→ **What you will do**: The answer must consist of every line from the entries that holds the word "InvalidDimensions".

(Dataset entries)
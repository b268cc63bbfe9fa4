//! Kernel convolution over RGBA images.
//!
//! - Full convolution keeps the image size and resolves samples outside the
//!   image through a [`Border`] policy.
//! - Raw convolution applies no padding; the output loses the kernel radius
//!   on every side. Pair it with [`make_border`] for explicit padding.
//!
//! Both read only from the source and write a fresh image. Channels not
//! selected by the [`Channel`] argument are copied through unchanged.

mod kernel;

pub use kernel::Core;

use alloc::vec;
use alloc::vec::Vec;

use enough::{Stop, Unstoppable};

use crate::error::BitmapError;
use crate::image::Image;
use crate::pixel::Channel;

/// How samples outside the image are supplied.
#[derive(Clone, Copy, Debug, Default, PartialEq, Eq, Hash)]
pub enum Border {
    /// Every channel of an outside sample is 0.
    Empty,
    /// Outside coordinates clamp to the nearest edge pixel.
    #[default]
    Replicate,
}

impl Border {
    /// Map a possibly-outside coordinate onto `0..len`.
    #[inline]
    fn resolve(self, v: i64, len: u32) -> Option<usize> {
        if (0..i64::from(len)).contains(&v) {
            return Some(v as usize);
        }
        match self {
            Self::Empty => None,
            Self::Replicate => Some(v.clamp(0, i64::from(len) - 1) as usize),
        }
    }
}

/// Builder for a convolution.
///
/// ```
/// use zenbmp::{Border, Channel, ConvolveRequest, Core, Image, Unstoppable};
///
/// let gray = Image::new(5, 4, [90, 90, 90, 255])?;
/// let core = Core::standard();
/// let out = ConvolveRequest::new(&core)
///     .channel(Channel::All)
///     .border(Border::Replicate)
///     .apply(&gray, Unstoppable)?;
/// assert_eq!(out, gray);
/// # Ok::<(), zenbmp::BitmapError>(())
/// ```
#[derive(Clone, Debug)]
pub struct ConvolveRequest<'a> {
    core: &'a Core,
    channel: Channel,
    border: Border,
}

impl<'a> ConvolveRequest<'a> {
    /// All channels, [`Border::Replicate`].
    pub fn new(core: &'a Core) -> Self {
        Self {
            core,
            channel: Channel::All,
            border: Border::default(),
        }
    }

    pub fn channel(mut self, channel: Channel) -> Self {
        self.channel = channel;
        self
    }

    pub fn border(mut self, border: Border) -> Self {
        self.border = border;
        self
    }

    /// Same-size output with implicit border handling.
    pub fn apply(&self, image: &Image, stop: impl Stop) -> Result<Image, BitmapError> {
        convolve_full(image, self.core, self.channel, self.border, &stop)
    }

    /// Output shrinks by the kernel radius on each side; the border policy is unused.
    pub fn apply_raw(&self, image: &Image, stop: impl Stop) -> Result<Image, BitmapError> {
        convolve_valid(image, self.core, self.channel, &stop)
    }
}

/// Same-size convolution. See [`ConvolveRequest::apply`].
pub fn convolve(
    image: &Image,
    core: &Core,
    channel: Channel,
    border: Border,
) -> Result<Image, BitmapError> {
    convolve_full(image, core, channel, border, &Unstoppable)
}

/// Unpadded convolution. See [`ConvolveRequest::apply_raw`].
pub fn convolve_raw(image: &Image, core: &Core, channel: Channel) -> Result<Image, BitmapError> {
    convolve_valid(image, core, channel, &Unstoppable)
}

/// Pad `image` by `size` pixels on all four sides according to `border`.
pub fn make_border(image: &Image, size: u32, border: Border) -> Result<Image, BitmapError> {
    let too_large = || BitmapError::DimensionsTooLarge {
        width: image.width(),
        height: image.height(),
    };
    let pad = size.checked_mul(2).ok_or_else(too_large)?;
    let width = image.width().checked_add(pad).ok_or_else(too_large)?;
    let height = image.height().checked_add(pad).ok_or_else(too_large)?;
    let mut out = Image::new(width, height, [0; 4])?;

    let src = image.as_bytes();
    let cols: Vec<Option<usize>> = (0..width)
        .map(|x| border.resolve(i64::from(x) - i64::from(size), image.width()))
        .collect();
    let out_stride = width as usize * 4;
    for (y, out_row) in out.as_bytes_mut().chunks_exact_mut(out_stride).enumerate() {
        let Some(sy) = border.resolve(y as i64 - i64::from(size), image.height()) else {
            continue;
        };
        for (px, col) in out_row.chunks_exact_mut(4).zip(&cols) {
            if let Some(sx) = col {
                let off = image.offset(*sx as u32, sy as u32);
                px.copy_from_slice(&src[off..off + 4]);
            }
        }
    }
    Ok(out)
}

/// Round half away from zero, clamp to 0..=255; NaN maps to 0.
#[inline]
fn to_channel(v: f64) -> u8 {
    if v.is_nan() || v <= 0.0 {
        0
    } else if v >= 254.5 {
        255
    } else {
        (v + 0.5) as u8
    }
}

fn selected_channels(channel: Channel) -> Vec<usize> {
    (0..4).filter(|&c| channel.selects(c)).collect()
}

fn convolve_full(
    image: &Image,
    core: &Core,
    channel: Channel,
    border: Border,
    stop: &dyn Stop,
) -> Result<Image, BitmapError> {
    let (width, height) = (image.width(), image.height());
    let k = core.size();
    let r = core.radius() as i64;
    log::debug!(
        "convolve: {width}x{height}, {k}x{k} core, {channel:?}, {border:?} border"
    );

    let src = image.as_bytes();
    let weights = core.weights();
    let channels = selected_channels(channel);
    // Unselected channels carry over from the source.
    let mut out = src.to_vec();
    let out_stride = width as usize * 4;

    // Resolved source column for every output column and kernel column.
    let mut cols = vec![None; width as usize * k];
    for x in 0..width as usize {
        for j in 0..k {
            cols[x * k + j] = border.resolve(x as i64 + j as i64 - r, width);
        }
    }
    let mut rows = vec![None; k];

    for (y, out_row) in out.chunks_exact_mut(out_stride).enumerate() {
        if y % 16 == 0 {
            stop.check()?;
        }
        for (i, row) in rows.iter_mut().enumerate() {
            *row = border.resolve(y as i64 + i as i64 - r, height);
        }
        for (x, px) in out_row.chunks_exact_mut(4).enumerate() {
            let mut acc = [0f64; 4];
            for (i, sy) in rows.iter().enumerate() {
                let Some(sy) = *sy else { continue };
                let src_row = image.row(sy);
                for (j, sx) in cols[x * k..(x + 1) * k].iter().enumerate() {
                    let Some(sx) = *sx else { continue };
                    let w = weights[i * k + j];
                    for &c in &channels {
                        acc[c] += w * f64::from(src_row[sx * 4 + c]);
                    }
                }
            }
            for &c in &channels {
                px[c] = to_channel((acc[c] + core.bias()) / core.divisor());
            }
        }
    }

    Ok(Image::from_parts(width, height, out))
}

fn convolve_valid(
    image: &Image,
    core: &Core,
    channel: Channel,
    stop: &dyn Stop,
) -> Result<Image, BitmapError> {
    let k = core.size();
    let r = core.radius();
    let shrink = 2 * r as u64;
    let (in_w, in_h) = (u64::from(image.width()), u64::from(image.height()));
    if in_w <= shrink || in_h <= shrink {
        return Err(BitmapError::InvalidDimensions {
            width: in_w as i64 - shrink as i64,
            height: in_h as i64 - shrink as i64,
        });
    }
    let (width, height) = ((in_w - shrink) as u32, (in_h - shrink) as u32);
    log::debug!(
        "convolve (raw): {in_w}x{in_h} -> {width}x{height}, {k}x{k} core, {channel:?}"
    );

    let weights = core.weights();
    let channels = selected_channels(channel);
    let src = image.as_bytes();
    let mut out = vec![0u8; width as usize * height as usize * 4];
    let out_stride = width as usize * 4;

    for (y, out_row) in out.chunks_exact_mut(out_stride).enumerate() {
        if y % 16 == 0 {
            stop.check()?;
        }
        for (x, px) in out_row.chunks_exact_mut(4).enumerate() {
            let center = image.offset((x + r) as u32, (y + r) as u32);
            px.copy_from_slice(&src[center..center + 4]);

            let mut acc = [0f64; 4];
            for i in 0..k {
                let src_row = &image.row(y + i)[x * 4..(x + k) * 4];
                for (j, sample) in src_row.chunks_exact(4).enumerate() {
                    let w = weights[i * k + j];
                    for &c in &channels {
                        acc[c] += w * f64::from(sample[c]);
                    }
                }
            }
            for &c in &channels {
                px[c] = to_channel((acc[c] + core.bias()) / core.divisor());
            }
        }
    }

    Ok(Image::from_parts(width, height, out))
}
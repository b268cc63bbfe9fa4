//! Filters built on the pixel buffer: histograms, mosaic, and per-pixel adjustments.

mod adjust;
mod histogram;
mod mosaic;

pub use adjust::{binarize, extract_channel, grayscale, invert, replace_color};
pub use histogram::{HISTOGRAM_SIZE, channel_counts, histogram, histogram_channel};
pub use mosaic::{block_mosaic, mosaic};
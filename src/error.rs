use alloc::string::String;
use enough::StopReason;

/// Errors from BMP decoding/encoding, pixel access, and convolution.
#[derive(Debug, thiserror::Error)]
#[non_exhaustive]
pub enum BitmapError {
    #[error("unrecognized BMP magic bytes")]
    UnsupportedFormat,

    #[error("unsupported DIB header size: {0}")]
    UnsupportedHeaderVersion(u32),

    #[error("unsupported BMP compression: {0}")]
    UnsupportedCompression(u32),

    #[error("unsupported BMP bit depth: {0}")]
    UnsupportedBitDepth(u16),

    #[error("invalid header: {0}")]
    InvalidHeader(String),

    #[error("invalid pixel data: {0}")]
    InvalidData(String),

    #[error("invalid dimensions: {width}x{height}")]
    InvalidDimensions { width: i64, height: i64 },

    #[error("dimensions too large: {width}x{height}")]
    DimensionsTooLarge { width: u32, height: u32 },

    #[error("limit exceeded: {0}")]
    LimitExceeded(String),

    #[error("unexpected end of input")]
    TruncatedData,

    #[error("buffer too small: need {needed} bytes, got {actual}")]
    BufferTooSmall { needed: usize, actual: usize },

    #[error("invalid convolution core: {0}")]
    InvalidCore(String),

    #[error("coordinate ({x}, {y}) outside {width}x{height} image")]
    OutOfBounds {
        x: i64,
        y: i64,
        width: u32,
        height: u32,
    },

    #[error("operation cancelled")]
    Cancelled(StopReason),

    #[cfg(feature = "std")]
    #[error("I/O error: {0}")]
    Io(#[from] std::io::Error),
}

impl From<StopReason> for BitmapError {
    fn from(r: StopReason) -> Self {
        BitmapError::Cancelled(r)
    }
}
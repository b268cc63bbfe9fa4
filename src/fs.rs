//! Path-based wrappers over the in-memory codec.

use std::path::Path;

use enough::Unstoppable;

use crate::bmp::BmpInfo;
use crate::error::BitmapError;
use crate::image::Image;

/// Read and decode a BMP file.
pub fn load_bmp(path: impl AsRef<Path>) -> Result<Image, BitmapError> {
    let path = path.as_ref();
    log::debug!("loading {}", path.display());
    let data = std::fs::read(path)?;
    crate::decode_bmp(&data, Unstoppable)
}

/// Encode `image` canonically and write it to `path`.
pub fn save_bmp(image: &Image, path: impl AsRef<Path>) -> Result<(), BitmapError> {
    let path = path.as_ref();
    let data = crate::encode_bmp(image, Unstoppable)?;
    log::debug!("writing {} bytes to {}", data.len(), path.display());
    std::fs::write(path, data)?;
    Ok(())
}

/// Header summary of a BMP file; print it with `{}` for a readable report.
pub fn bmp_info(path: impl AsRef<Path>) -> Result<BmpInfo, BitmapError> {
    let data = std::fs::read(path)?;
    crate::inspect_bmp(&data)
}
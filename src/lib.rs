//! # zenbmp
//!
//! BMP decoder/encoder and kernel convolution over an RGBA8 pixel buffer.
//!
//! ## BMP
//! - Reads all DIB header versions: core (12), OS/2 2.x (16, 64),
//!   `BITMAPINFOHEADER` (40), V2 (52), V3 (56), V4 (108), V5 (124)
//! - Magic codes `BM`, `BA`, `CI`, `CP`, `IC`, `PT`
//! - 1/2/4/8-bit palette, 16/32-bit bitfields, 24/32-bit RGB, RLE4/RLE8, OS/2 RLE24
//! - Top-down (negative height) and bottom-up row order
//! - Writes one canonical layout: `BM`, 40-byte header, uncompressed 32-bit
//!
//! ## Convolution
//! - Odd-sized square [`Core`] kernels with bias and divisor
//! - [`Border::Empty`] (zero padding) or [`Border::Replicate`] (edge clamping)
//! - Per-channel or all-channel application, same-size or unpadded ("raw") output
//!
//! ## Non-Goals
//!
//! - Other image formats
//! - Embedded JPEG/PNG and CMYK BMP payloads
//! - Color management
//!
//! ## Usage
//!
//! ```
//! use zenbmp::{Border, Channel, Core, Image, Unstoppable};
//!
//! let image = Image::new(8, 8, [200, 40, 40, 255])?;
//! let bytes = zenbmp::encode_bmp(&image, Unstoppable)?;
//!
//! // Probe without decoding pixels
//! let info = zenbmp::inspect_bmp(&bytes)?;
//! assert_eq!((info.width, info.height, info.bit_depth), (8, 8, 32));
//!
//! let decoded = zenbmp::decode_bmp(&bytes, Unstoppable)?;
//! let blurred = zenbmp::convolve(&decoded, &Core::standard(), Channel::All, Border::Replicate)?;
//! assert_eq!(blurred, image);
//! # Ok::<(), zenbmp::BitmapError>(())
//! ```

#![cfg_attr(not(feature = "std"), no_std)]
#![forbid(unsafe_code)]

extern crate alloc;

mod decode;
mod error;
mod image;
mod limits;
mod pixel;

pub mod bmp;
pub mod convolve;
pub mod draw;
pub mod filters;

#[cfg(feature = "std")]
mod fs;

use alloc::vec::Vec;

// Re-exports
pub use bmp::{BmpInfo, BmpPermissiveness, row_stride};
pub use convolve::{Border, ConvolveRequest, Core, convolve, convolve_raw, make_border};
pub use decode::DecodeRequest;
pub use enough::{Stop, Unstoppable};
pub use error::BitmapError;
#[cfg(feature = "std")]
pub use fs::{bmp_info, load_bmp, save_bmp};
pub use image::Image;
pub use limits::Limits;
pub use pixel::{Channel, Color, rgb, rgba};

/// Decode a BMP file held in memory.
pub fn decode_bmp(data: &[u8], stop: impl Stop) -> Result<Image, BitmapError> {
    DecodeRequest::new(data).decode(stop)
}

/// Decode with resource limits.
pub fn decode_bmp_with_limits(
    data: &[u8],
    limits: &Limits,
    stop: impl Stop,
) -> Result<Image, BitmapError> {
    DecodeRequest::new(data).with_limits(limits).decode(stop)
}

/// Encode as `BM` / `BITMAPINFOHEADER` / uncompressed 32-bit BGRA, bottom-up.
pub fn encode_bmp(image: &Image, stop: impl Stop) -> Result<Vec<u8>, BitmapError> {
    bmp::encode(image, &stop)
}

/// Parse and validate BMP headers without decoding pixels.
pub fn inspect_bmp(data: &[u8]) -> Result<BmpInfo, BitmapError> {
    DecodeRequest::new(data).inspect()
}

→ **Solution**:
        return Err(BitmapError::InvalidDimensions {
    InvalidDimensions { width: i64, height: i64 },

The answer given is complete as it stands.